#### Problem details:
Which of the lines below contain the string "ContentItem"? Copy each one.

[Records from a collection]
[Start of Attachment]

// src/infrastructure/notifications/twitter.rs
use super::rejection;
use crate::application::ports::notification::{
    ChannelError, MediaHandle, PostReceipt, SocialChannel,
};
use async_trait::async_trait;
use reqwest::{
    Client,
    multipart::{Form, Part},
};
use serde::{Deserialize, Serialize};
use std::path::Path;

#[derive(Debug, Clone)]
pub struct TwitterSettings {
    pub bearer_token: String,
    /// Base URL of the v2 API, e.g. `https://api.twitter.com`.
    pub api_base: String,
    /// Base URL of the v1.1 media upload API, e.g. `https://upload.twitter.com`.
    pub upload_base: String,
}

#[derive(Clone)]
pub struct TwitterClient {
    client: Client,
    settings: TwitterSettings,
}

#[derive(Serialize)]
struct TweetRequest<'a> {
    text: &'a str,
    #[serde(skip_serializing_if = "Option::is_none")]
    media: Option<TweetMedia<'a>>,
}

#[derive(Serialize)]
struct TweetMedia<'a> {
    media_ids: Vec<&'a str>,
}

#[derive(Deserialize)]
struct TweetResponse {
    data: Option<TweetData>,
}

#[derive(Deserialize)]
struct TweetData {
    id: String,
}

#[derive(Deserialize)]
struct UploadResponse {
    media_id_string: String,
}

impl TwitterClient {
    pub fn new(client: Client, settings: TwitterSettings) -> Result<Self, ChannelError> {
        if settings.bearer_token.trim().is_empty() {
            return Err(ChannelError::Credentials("bearer token is empty".into()));
        }
        Ok(Self { client, settings })
    }
}

#[async_trait]
impl SocialChannel for TwitterClient {
    fn supports_media(&self) -> bool {
        true
    }

    async fn upload_media(&self, path: &Path) -> Result<MediaHandle, ChannelError> {
        let bytes = tokio::fs::read(path)
            .await
            .map_err(|err| ChannelError::Io(format!("{}: {err}", path.display())))?;
        let file_name = path
            .file_name()
            .map_or_else(|| "upload".to_string(), |name| name.to_string_lossy().into_owned());
        let form = Form::new().part("media", Part::bytes(bytes).file_name(file_name));

        let response = self
            .client
            .post(format!("{}/1.1/media/upload.json", self.settings.upload_base))
            .bearer_auth(&self.settings.bearer_token)
            .multipart(form)
            .send()
            .await
            .map_err(|err| ChannelError::Transport(err.to_string()))?;

        if !response.status().is_success() {
            return Err(rejection(response).await);
        }
        let uploaded: UploadResponse = response
            .json()
            .await
            .map_err(|err| ChannelError::Transport(err.to_string()))?;
        Ok(MediaHandle(uploaded.media_id_string))
    }

    async fn post(
        &self,
        text: &str,
        media: Option<&MediaHandle>,
    ) -> Result<PostReceipt, ChannelError> {
        let body = TweetRequest {
            text,
            media: media.map(|handle| TweetMedia {
                media_ids: vec![handle.0.as_str()],
            }),
        };

        let response = self
            .client
            .post(format!("{}/2/tweets", self.settings.api_base))
            .bearer_auth(&self.settings.bearer_token)
            .json(&body)
            .send()
            .await
            .map_err(|err| ChannelError::Transport(err.to_string()))?;

        if !response.status().is_success() {
            return Err(rejection(response).await);
        }
        let created: TweetResponse = response
            .json()
            .await
            .map_err(|err| ChannelError::Transport(err.to_string()))?;
        Ok(PostReceipt {
            id: created.data.map(|data| data.id),
        })
    }
}

/// Stand-in used when social posting is turned off or unconfigured.
#[derive(Default, Clone)]
pub struct DisabledSocialChannel;

#[async_trait]
impl SocialChannel for DisabledSocialChannel {
    fn supports_media(&self) -> bool {
        false
    }

    async fn upload_media(&self, _path: &Path) -> Result<MediaHandle, ChannelError> {
        Err(ChannelError::Disabled)
    }

    async fn post(
        &self,
        _text: &str,
        _media: Option<&MediaHandle>,
    ) -> Result<PostReceipt, ChannelError> {
        Err(ChannelError::Disabled)
    }
}

#[cfg(test)]
mod tests {
    use super::*;
    use std::io::Write;
    use wiremock::matchers::{body_json, header, method, path};
    use wiremock::{Mock, MockServer, ResponseTemplate};

    fn client_for(server: &MockServer) -> TwitterClient {
        TwitterClient::new(
            Client::new(),
            TwitterSettings {
                bearer_token: "secret".into(),
                api_base: server.uri(),
                upload_base: server.uri(),
            },
        )
        .unwrap()
    }

    #[tokio::test]
    async fn text_only_post() {
        let server = MockServer::start().await;
        Mock::given(method("POST"))
            .and(path("/2/tweets"))
            .and(header("authorization", "Bearer secret"))
            .and(body_json(serde_json::json!({ "text": "hello" })))
            .respond_with(
                ResponseTemplate::new(201)
                    .set_body_json(serde_json::json!({ "data": { "id": "99", "text": "hello" } })),
            )
            .expect(1)
            .mount(&server)
            .await;

        let receipt = client_for(&server).post("hello", None).await.unwrap();
        assert_eq!(receipt.id.as_deref(), Some("99"));
    }

    #[tokio::test]
    async fn upload_then_attach_media() {
        let server = MockServer::start().await;
        Mock::given(method("POST"))
            .and(path("/1.1/media/upload.json"))
            .respond_with(
                ResponseTemplate::new(200)
                    .set_body_json(serde_json::json!({ "media_id_string": "m-1" })),
            )
            .expect(1)
            .mount(&server)
            .await;
        Mock::given(method("POST"))
            .and(path("/2/tweets"))
            .and(body_json(serde_json::json!({
                "text": "with image",
                "media": { "media_ids": ["m-1"] }
            })))
            .respond_with(ResponseTemplate::new(201).set_body_json(serde_json::json!({ "data": { "id": "7" } })))
            .expect(1)
            .mount(&server)
            .await;

        let mut file = tempfile::NamedTempFile::new().unwrap();
        file.write_all(b"\x89PNG fake").unwrap();

        let client = client_for(&server);
        let handle = client.upload_media(file.path()).await.unwrap();
        assert_eq!(handle, MediaHandle("m-1".into()));
        client.post("with image", Some(&handle)).await.unwrap();
    }

    #[tokio::test]
    async fn unauthorized_maps_to_credentials_error() {
        let server = MockServer::start().await;
        Mock::given(method("POST"))
            .respond_with(ResponseTemplate::new(401).set_body_string("bad token"))
            .mount(&server)
            .await;

        let err = client_for(&server).post("hello", None).await.unwrap_err();
        assert!(matches!(err, ChannelError::Credentials(_)));
    }

    #[tokio::test]
    async fn missing_file_is_an_io_error() {
        let server = MockServer::start().await;
        let err = client_for(&server)
            .upload_media(Path::new("/definitely/not/here.png"))
            .await
            .unwrap_err();
        assert!(matches!(err, ChannelError::Io(_)));
    }

    #[test]
    fn empty_token_is_rejected() {
        let result = TwitterClient::new(
            Client::new(),
            TwitterSettings {
                bearer_token: " ".into(),
                api_base: "http://localhost".into(),
                upload_base: "http://localhost".into(),
            },
        );
        assert!(matches!(result, Err(ChannelError::Credentials(_))));
    }
}
mod get_by_id;
mod pending;
mod service;

pub use get_by_id::GetContentQuery;
pub use pending::PendingApprovalsQuery;
pub use service::ContentQueryService;
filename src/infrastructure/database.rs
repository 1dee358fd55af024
use sqlx::{PgPool, postgres::PgPoolOptions};

pub async fn init_pool(database_url: &str) -> Result<PgPool, sqlx::Error> {
    PgPoolOptions::new()
        .max_connections(16)
        .connect(database_url)
        .await
}

pub async fn run_migrations(pool: &PgPool) -> Result<(), sqlx::migrate::MigrateError> {
    sqlx::migrate!("./migrations").run(pool).await
}
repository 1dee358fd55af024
// src/application/commands/content/mod.rs
mod approve;
mod create;
mod delete;
mod direct_publish;
mod locks;
mod publish;
mod service;
mod update;

pub use approve::ApproveContentCommand;
pub use create::{CreateContentCommand, CreateContentCommandBuilder};
pub use delete::DeleteContentCommand;
pub use direct_publish::DirectPublishCommand;
pub use locks::{ContentGuard, ContentLocks};
pub use publish::PublishContentCommand;
pub use service::ContentCommandService;
pub use update::UpdateContentCommand;
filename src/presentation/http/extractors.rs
// src/presentation/http/extractors.rs
use crate::{
    application::{dto::AuthenticatedUser, error::ApplicationError},
    presentation::http::state::HttpState,
};
use axum::{Extension, extract::FromRequestParts, http::request::Parts};
use headers::{Authorization, HeaderMapExt, authorization::Bearer};

use super::error::HttpError;

#[derive(Debug, Clone)]
pub struct Authenticated(pub AuthenticatedUser);

#[derive(Debug, Clone)]
pub struct MaybeAuthenticated(pub Option<AuthenticatedUser>);

async fn app_state<S: Send + Sync>(parts: &mut Parts, state: &S) -> Result<HttpState, HttpError> {
    let Extension(app_state) = Extension::<HttpState>::from_request_parts(parts, state)
        .await
        .map_err(|_| {
            HttpError::from_error(ApplicationError::Infrastructure(
                "application state missing".into(),
            ))
        })?;
    Ok(app_state)
}

impl<S> FromRequestParts<S> for Authenticated
where
    S: Send + Sync,
{
    type Rejection = HttpError;

    async fn from_request_parts(parts: &mut Parts, state: &S) -> Result<Self, Self::Rejection> {
        let app_state = app_state(parts, state).await?;

        let header = parts
            .headers
            .typed_get::<Authorization<Bearer>>()
            .ok_or_else(|| {
                HttpError::from_error(ApplicationError::Unauthorized(
                    "missing Authorization header".into(),
                ))
            })?;

        let user = app_state
            .services
            .token_manager()
            .authenticate(header.token())
            .await
            .map_err(HttpError::from_error)?;

        Ok(Self(user))
    }
}

impl<S> FromRequestParts<S> for MaybeAuthenticated
where
    S: Send + Sync,
{
    type Rejection = HttpError;

    async fn from_request_parts(parts: &mut Parts, state: &S) -> Result<Self, Self::Rejection> {
        let app_state = app_state(parts, state).await?;

        if let Some(header) = parts.headers.typed_get::<Authorization<Bearer>>() {
            let user = app_state
                .services
                .token_manager()
                .authenticate(header.token())
                .await
                .map_err(HttpError::from_error)?;
            Ok(Self(Some(user)))
        } else {
            Ok(Self(None))
        }
    }
}
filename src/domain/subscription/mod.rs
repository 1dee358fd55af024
pub mod entity;
pub mod repository;

pub use entity::{Subscription, SubscriptionId, SubscriptionTarget};
pub use repository::SubscriptionRepository;
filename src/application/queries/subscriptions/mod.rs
mod feed;
mod overview;
mod service;

pub use feed::SubscribedFeedQuery;
pub use service::SubscriptionQueryService;
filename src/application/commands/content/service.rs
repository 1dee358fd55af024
// src/application/commands/content/service.rs
use std::sync::Arc;

use super::locks::ContentLocks;
use crate::{
    application::{
        access::AccessResolver,
        dto::ContentDto,
        error::{ApplicationError, ApplicationResult},
        ports::{notification::PublishEventSink, time::Clock},
    },
    domain::{
        access::RoleOracle,
        content::{
            ContentId, ContentItem, ContentKind, ContentReadRepository, ContentUpdate,
            ContentWriteRepository, PublishEvent,
        },
        publisher::PublisherRepository,
        user::UserRepository,
    },
};
use uuid::Uuid;

pub struct ContentCommandService {
    pub(super) write_repo: Arc<dyn ContentWriteRepository>,
    pub(super) read_repo: Arc<dyn ContentReadRepository>,
    pub(super) publisher_repo: Arc<dyn PublisherRepository>,
    pub(super) user_repo: Arc<dyn UserRepository>,
    pub(super) access: Arc<AccessResolver>,
    pub(super) events: Arc<dyn PublishEventSink>,
    pub(super) locks: ContentLocks,
    pub(super) clock: Arc<dyn Clock>,
}

impl ContentCommandService {
    #[allow(clippy::too_many_arguments)]
    pub fn new(
        write_repo: Arc<dyn ContentWriteRepository>,
        read_repo: Arc<dyn ContentReadRepository>,
        publisher_repo: Arc<dyn PublisherRepository>,
        user_repo: Arc<dyn UserRepository>,
        access: Arc<AccessResolver>,
        events: Arc<dyn PublishEventSink>,
        clock: Arc<dyn Clock>,
    ) -> Self {
        Self {
            write_repo,
            read_repo,
            publisher_repo,
            user_repo,
            access,
            events,
            locks: ContentLocks::new(),
            clock,
        }
    }

    /// Loads an item and checks it is of the kind the caller addressed.
    pub(super) async fn load(&self, kind: ContentKind, id: ContentId) -> ApplicationResult<ContentItem> {
        self.read_repo
            .find_by_id(id)
            .await?
            .filter(|item| item.kind == kind)
            .ok_or_else(|| ApplicationError::not_found(format!("{kind} not found")))
    }

    /// Transition tail shared by the gated and the direct publish paths.
    ///
    /// Persists the published stamp and hands the event to the sink. An item
    /// that is already published is returned unchanged and emits nothing.
    pub(super) async fn complete_publish(
        &self,
        mut item: ContentItem,
        oracle: &RoleOracle,
    ) -> ApplicationResult<ContentDto> {
        let original_updated_at = item.updated_at;
        let now = self.clock.now();
        if !item.publish(now)? {
            tracing::debug!(content_id = %item.id, "already published, nothing to do");
            return Ok(item.into());
        }

        let mut update = ContentUpdate::new(item.id, original_updated_at).with_published_at(now);
        update.set_updated_at(item.updated_at);
        let updated = self.write_repo.update(update).await?;

        let author_name = self.author_display_name(&updated, oracle).await;
        if let Some(event) = PublishEvent::for_item(Uuid::new_v4(), &updated, author_name) {
            tracing::info!(
                content_id = %updated.id,
                kind = %updated.kind,
                event_id = %event.event_id,
                published_by = %oracle.user_id(),
                "content published"
            );
            self.events.emit(event);
        }

        Ok(updated.into())
    }

    async fn author_display_name(&self, item: &ContentItem, oracle: &RoleOracle) -> String {
        if oracle.is_author_of(item) {
            return oracle.user().display_name().to_string();
        }
        match self.user_repo.find_by_id(item.author_id).await {
            Ok(Some(author)) => author.display_name().to_string(),
            Ok(None) => {
                tracing::warn!(author_id = %item.author_id, "author missing while building publish event");
                format!("user {}", item.author_id)
            }
            Err(err) => {
                tracing::warn!(author_id = %item.author_id, error = %err, "author lookup failed while building publish event");
                format!("user {}", item.author_id)
            }
        }
    }
}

[End of Attachment]

#### Output for this task:
            ContentId, ContentItem, ContentKind, ContentReadRepository, ContentUpdate,
    pub(super) async fn load(&self, kind: ContentKind, id: ContentId) -> ApplicationResult<ContentItem> {
        mut item: ContentItem,
    async fn author_display_name(&self, item: &ContentItem, oracle: &RoleOracle) -> String {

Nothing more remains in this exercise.